(Data extracted from a collection)
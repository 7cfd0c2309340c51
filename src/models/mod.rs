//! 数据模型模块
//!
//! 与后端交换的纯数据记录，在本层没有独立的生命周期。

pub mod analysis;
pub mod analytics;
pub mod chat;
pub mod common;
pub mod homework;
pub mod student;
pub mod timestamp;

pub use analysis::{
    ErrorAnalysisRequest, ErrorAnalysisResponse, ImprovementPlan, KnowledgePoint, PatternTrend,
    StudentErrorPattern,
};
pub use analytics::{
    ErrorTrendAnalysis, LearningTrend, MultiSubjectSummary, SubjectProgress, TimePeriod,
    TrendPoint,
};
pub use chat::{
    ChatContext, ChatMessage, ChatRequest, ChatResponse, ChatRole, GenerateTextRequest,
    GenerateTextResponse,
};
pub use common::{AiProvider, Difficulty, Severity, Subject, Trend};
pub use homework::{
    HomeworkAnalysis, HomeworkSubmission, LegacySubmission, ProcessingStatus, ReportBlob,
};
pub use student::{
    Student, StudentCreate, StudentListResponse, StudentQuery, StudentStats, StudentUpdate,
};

---

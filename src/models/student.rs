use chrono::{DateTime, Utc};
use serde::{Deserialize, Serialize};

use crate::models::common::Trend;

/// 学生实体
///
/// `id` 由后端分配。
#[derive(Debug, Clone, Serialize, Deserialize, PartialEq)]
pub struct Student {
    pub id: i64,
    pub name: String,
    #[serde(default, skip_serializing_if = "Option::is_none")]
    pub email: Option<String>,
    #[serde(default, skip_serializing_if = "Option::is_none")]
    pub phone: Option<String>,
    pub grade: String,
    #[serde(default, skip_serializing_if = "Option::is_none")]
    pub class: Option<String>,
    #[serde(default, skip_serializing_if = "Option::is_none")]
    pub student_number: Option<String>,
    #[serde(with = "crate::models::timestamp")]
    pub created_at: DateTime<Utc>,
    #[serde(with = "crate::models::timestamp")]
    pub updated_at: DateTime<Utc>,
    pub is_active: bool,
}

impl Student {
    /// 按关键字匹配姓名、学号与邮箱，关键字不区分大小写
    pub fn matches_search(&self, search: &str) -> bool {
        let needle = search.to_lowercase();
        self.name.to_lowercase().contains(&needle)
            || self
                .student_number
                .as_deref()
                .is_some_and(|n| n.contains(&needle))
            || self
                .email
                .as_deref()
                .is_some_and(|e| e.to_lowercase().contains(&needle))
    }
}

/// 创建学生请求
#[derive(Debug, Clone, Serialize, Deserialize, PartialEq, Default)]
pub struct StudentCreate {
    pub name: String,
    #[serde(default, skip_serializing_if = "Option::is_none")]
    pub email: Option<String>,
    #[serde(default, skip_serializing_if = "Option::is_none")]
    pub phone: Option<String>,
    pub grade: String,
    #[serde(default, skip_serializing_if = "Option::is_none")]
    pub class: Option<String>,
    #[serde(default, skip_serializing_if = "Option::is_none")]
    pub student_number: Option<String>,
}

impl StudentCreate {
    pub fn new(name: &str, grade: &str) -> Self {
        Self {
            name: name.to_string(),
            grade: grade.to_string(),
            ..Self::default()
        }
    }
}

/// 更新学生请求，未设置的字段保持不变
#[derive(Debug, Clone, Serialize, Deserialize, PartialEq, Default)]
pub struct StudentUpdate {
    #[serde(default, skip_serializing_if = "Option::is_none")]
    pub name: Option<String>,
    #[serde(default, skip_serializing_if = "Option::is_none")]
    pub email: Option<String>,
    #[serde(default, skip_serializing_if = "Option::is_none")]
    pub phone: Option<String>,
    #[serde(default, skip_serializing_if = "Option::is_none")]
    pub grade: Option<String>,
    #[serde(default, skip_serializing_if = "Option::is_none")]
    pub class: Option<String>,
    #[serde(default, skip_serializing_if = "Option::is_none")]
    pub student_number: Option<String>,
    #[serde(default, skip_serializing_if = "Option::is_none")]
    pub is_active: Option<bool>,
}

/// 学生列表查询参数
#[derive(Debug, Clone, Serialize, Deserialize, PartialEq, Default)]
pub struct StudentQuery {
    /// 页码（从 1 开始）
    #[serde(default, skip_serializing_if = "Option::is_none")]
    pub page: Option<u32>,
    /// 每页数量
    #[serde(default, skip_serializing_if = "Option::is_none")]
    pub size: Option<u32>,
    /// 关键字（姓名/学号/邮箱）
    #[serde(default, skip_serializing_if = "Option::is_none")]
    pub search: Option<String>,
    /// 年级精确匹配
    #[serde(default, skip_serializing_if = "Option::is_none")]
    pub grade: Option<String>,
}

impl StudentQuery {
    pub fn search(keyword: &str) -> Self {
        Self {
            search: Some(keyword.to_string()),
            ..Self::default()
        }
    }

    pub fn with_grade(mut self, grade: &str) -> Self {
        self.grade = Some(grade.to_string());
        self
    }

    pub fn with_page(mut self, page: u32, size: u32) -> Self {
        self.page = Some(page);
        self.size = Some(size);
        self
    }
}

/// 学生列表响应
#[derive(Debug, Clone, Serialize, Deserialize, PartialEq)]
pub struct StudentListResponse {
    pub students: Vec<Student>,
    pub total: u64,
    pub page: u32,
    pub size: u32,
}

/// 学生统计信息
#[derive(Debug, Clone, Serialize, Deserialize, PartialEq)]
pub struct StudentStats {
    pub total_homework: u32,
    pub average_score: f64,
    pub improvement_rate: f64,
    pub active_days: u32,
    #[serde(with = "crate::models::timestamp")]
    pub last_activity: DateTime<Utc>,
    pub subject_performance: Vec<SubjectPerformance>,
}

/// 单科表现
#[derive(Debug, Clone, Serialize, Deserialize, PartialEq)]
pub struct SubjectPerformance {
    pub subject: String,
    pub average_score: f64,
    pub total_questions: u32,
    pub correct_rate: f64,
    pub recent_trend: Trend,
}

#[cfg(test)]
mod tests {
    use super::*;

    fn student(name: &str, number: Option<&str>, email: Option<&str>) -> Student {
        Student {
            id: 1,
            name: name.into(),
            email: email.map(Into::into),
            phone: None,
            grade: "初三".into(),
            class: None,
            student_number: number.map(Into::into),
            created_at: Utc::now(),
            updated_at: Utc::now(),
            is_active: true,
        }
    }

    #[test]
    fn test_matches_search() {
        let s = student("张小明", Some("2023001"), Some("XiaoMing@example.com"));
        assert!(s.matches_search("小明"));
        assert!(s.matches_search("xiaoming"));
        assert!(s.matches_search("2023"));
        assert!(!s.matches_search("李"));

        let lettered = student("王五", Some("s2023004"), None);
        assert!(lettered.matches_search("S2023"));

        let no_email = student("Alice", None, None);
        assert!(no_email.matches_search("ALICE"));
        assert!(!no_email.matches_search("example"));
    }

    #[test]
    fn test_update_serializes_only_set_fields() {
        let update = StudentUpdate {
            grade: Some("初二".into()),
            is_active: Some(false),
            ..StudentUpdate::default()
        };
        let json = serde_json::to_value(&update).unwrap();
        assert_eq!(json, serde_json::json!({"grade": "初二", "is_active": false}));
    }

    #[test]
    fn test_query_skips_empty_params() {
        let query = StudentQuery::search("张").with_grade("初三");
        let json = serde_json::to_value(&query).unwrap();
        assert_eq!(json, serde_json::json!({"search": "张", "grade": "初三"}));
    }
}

---

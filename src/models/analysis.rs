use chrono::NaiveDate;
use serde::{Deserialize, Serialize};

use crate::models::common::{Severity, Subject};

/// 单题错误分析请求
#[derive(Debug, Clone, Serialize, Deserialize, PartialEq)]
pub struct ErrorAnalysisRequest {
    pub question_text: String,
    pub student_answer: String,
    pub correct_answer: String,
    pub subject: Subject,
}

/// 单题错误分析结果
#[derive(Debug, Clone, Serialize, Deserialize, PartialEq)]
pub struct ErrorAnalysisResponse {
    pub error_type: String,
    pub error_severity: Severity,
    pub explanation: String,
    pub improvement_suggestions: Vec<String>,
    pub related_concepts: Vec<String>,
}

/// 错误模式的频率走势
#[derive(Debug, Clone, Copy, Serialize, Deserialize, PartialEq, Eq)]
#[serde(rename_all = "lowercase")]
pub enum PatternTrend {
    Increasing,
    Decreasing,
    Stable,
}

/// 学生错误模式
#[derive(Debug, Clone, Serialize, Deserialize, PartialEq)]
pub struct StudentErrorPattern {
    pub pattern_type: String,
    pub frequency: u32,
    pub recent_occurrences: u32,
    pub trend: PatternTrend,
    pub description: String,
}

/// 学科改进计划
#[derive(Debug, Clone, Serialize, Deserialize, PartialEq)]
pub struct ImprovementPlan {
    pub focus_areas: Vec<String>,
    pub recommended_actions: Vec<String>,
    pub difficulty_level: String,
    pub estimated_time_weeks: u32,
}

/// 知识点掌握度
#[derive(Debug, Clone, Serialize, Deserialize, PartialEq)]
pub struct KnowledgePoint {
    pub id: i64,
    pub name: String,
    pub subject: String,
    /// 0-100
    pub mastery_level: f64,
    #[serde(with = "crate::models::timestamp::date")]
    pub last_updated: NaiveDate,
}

*WHAT THE TASK ASKS*: Among the lines above, which hold the word "analytics"? Report each one.

*TASK RESULT*:
pub mod analytics;
pub use analytics::{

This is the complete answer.